Sixteen consecutive patients, admitted to the Intensive Care Unit with APO, defined as sudden onset of dyspnoea and diaphoresis with tachycardia, tachypnea, hypertension, widespread pulmonary crepitations, and acute respiratory failure, in the absence of fever, were enrolled following informed consent at Flinders Medical Centre, South Australia. Patient demographics, haemoglobin and creatinine, and arterial blood gas were analyzed at ICU presentation and after 24 hours. Patients with significant renal impairment, defined as a baseline creatinine greater than 250 µM/L or receiving chronic dialysis, were excluded. The percentage changes in plasma volume (PV) were calculated using haemoglobin (Hb) before (B) and after (A) treatment¹⁵.

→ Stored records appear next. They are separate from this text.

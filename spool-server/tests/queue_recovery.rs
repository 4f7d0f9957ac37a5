//! Queue durability and restart-recovery tests

use spool_server::queue::{JobState, PrintQueue, SourceKind};

fn enqueue_named(queue: &PrintQueue, name: &str) -> uuid::Uuid {
    queue
        .enqueue(SourceKind::Image, "127.0.0.1", name, format!("/tmp/{name}"))
        .unwrap()
}

#[test]
fn pending_jobs_survive_restart() {
    let dir = tempfile::tempdir().unwrap();

    let id = {
        let queue = PrintQueue::open(dir.path()).unwrap();
        enqueue_named(&queue, "invoice.pdf")
    };

    // Reopen from disk, as after a process restart
    let queue = PrintQueue::open(dir.path()).unwrap();
    let snapshot = queue.snapshot();

    assert_eq!(snapshot.pending_count, 1);
    assert_eq!(snapshot.pending[0].id, id);
    assert_eq!(snapshot.pending[0].original_filename, "invoice.pdf");
    assert_eq!(snapshot.pending[0].state, JobState::Pending);
}

#[test]
fn interrupted_job_is_reset_to_error_not_resumed() {
    let dir = tempfile::tempdir().unwrap();

    let id = {
        let queue = PrintQueue::open(dir.path()).unwrap();
        let id = enqueue_named(&queue, "receipt.png");
        // Claim but never complete: simulates a crash mid-print
        let job = queue.claim_next().unwrap().unwrap();
        assert_eq!(job.id, id);
        id
    };

    let queue = PrintQueue::open(dir.path()).unwrap();
    let snapshot = queue.snapshot();

    // Never resumed, never dropped
    assert_eq!(snapshot.pending_count, 0);
    let recovered = snapshot
        .recent_completed
        .iter()
        .find(|j| j.id == id)
        .expect("interrupted job present in recent completed");
    assert_eq!(recovered.state, JobState::Error);
    assert!(
        recovered
            .error_message
            .as_deref()
            .unwrap_or_default()
            .contains("interrupted")
    );

    // And the reset itself is durable
    let queue = PrintQueue::open(dir.path()).unwrap();
    assert_eq!(queue.snapshot().recent_completed[0].state, JobState::Error);
}

#[test]
fn recent_cache_cap_survives_restart() {
    let dir = tempfile::tempdir().unwrap();

    {
        let queue = PrintQueue::open(dir.path()).unwrap();
        for i in 0..11 {
            enqueue_named(&queue, &format!("job{i}.png"));
        }
        for _ in 0..11 {
            let job = queue.claim_next().unwrap().unwrap();
            queue.mark_printed(job.id).unwrap();
        }
    }

    let queue = PrintQueue::open(dir.path()).unwrap();
    let snapshot = queue.snapshot();
    assert_eq!(snapshot.recent_completed.len(), 10);
    assert!(
        snapshot
            .recent_completed
            .iter()
            .all(|j| j.state == JobState::Printed)
    );
}

#[test]
fn unknown_fields_in_persisted_state_are_ignored() {
    let dir = tempfile::tempdir().unwrap();
    let state = serde_json::json!({
        "format_version": 7,
        "pending": [{
            "id": "7f1c6f2e-58a5-4a7d-9d10-3f54ad29c2bb",
            "kind": "image",
            "origin_client": "10.0.0.5",
            "original_filename": "menu.png",
            "created_at": "2026-08-20T10:00:00Z",
            "state": "pending",
            "payload_path": "/tmp/menu.png",
            "some_future_field": true
        }],
        "recent": []
    });
    std::fs::write(
        dir.path().join("queue.json"),
        serde_json::to_vec_pretty(&state).unwrap(),
    )
    .unwrap();

    let queue = PrintQueue::open(dir.path()).unwrap();
    let snapshot = queue.snapshot();
    assert_eq!(snapshot.pending_count, 1);
    assert_eq!(snapshot.pending[0].original_filename, "menu.png");
}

% change in PV = 100 x (1 − (HbA/HbB))

Statistical Analyses

Statistical analyses were performed using SPSS 18.0 (PASW Inc, Chicago, IL) unless indicated.

One-way analysis of variance was used to compare three groups, with between group differences tested with either Tukey’s HSD or independent samples t test. Bivariant relationships were examined using Pearson’s correlation or quadratic regression curve fit model. Repeated measures were predicted using mixed-effects linear regression (Supplementary material online, Table S2; Stata 11.0, Statacorp, TX). Data are expressed as mean±SD, and P-values ≤0.05 considered statistically different.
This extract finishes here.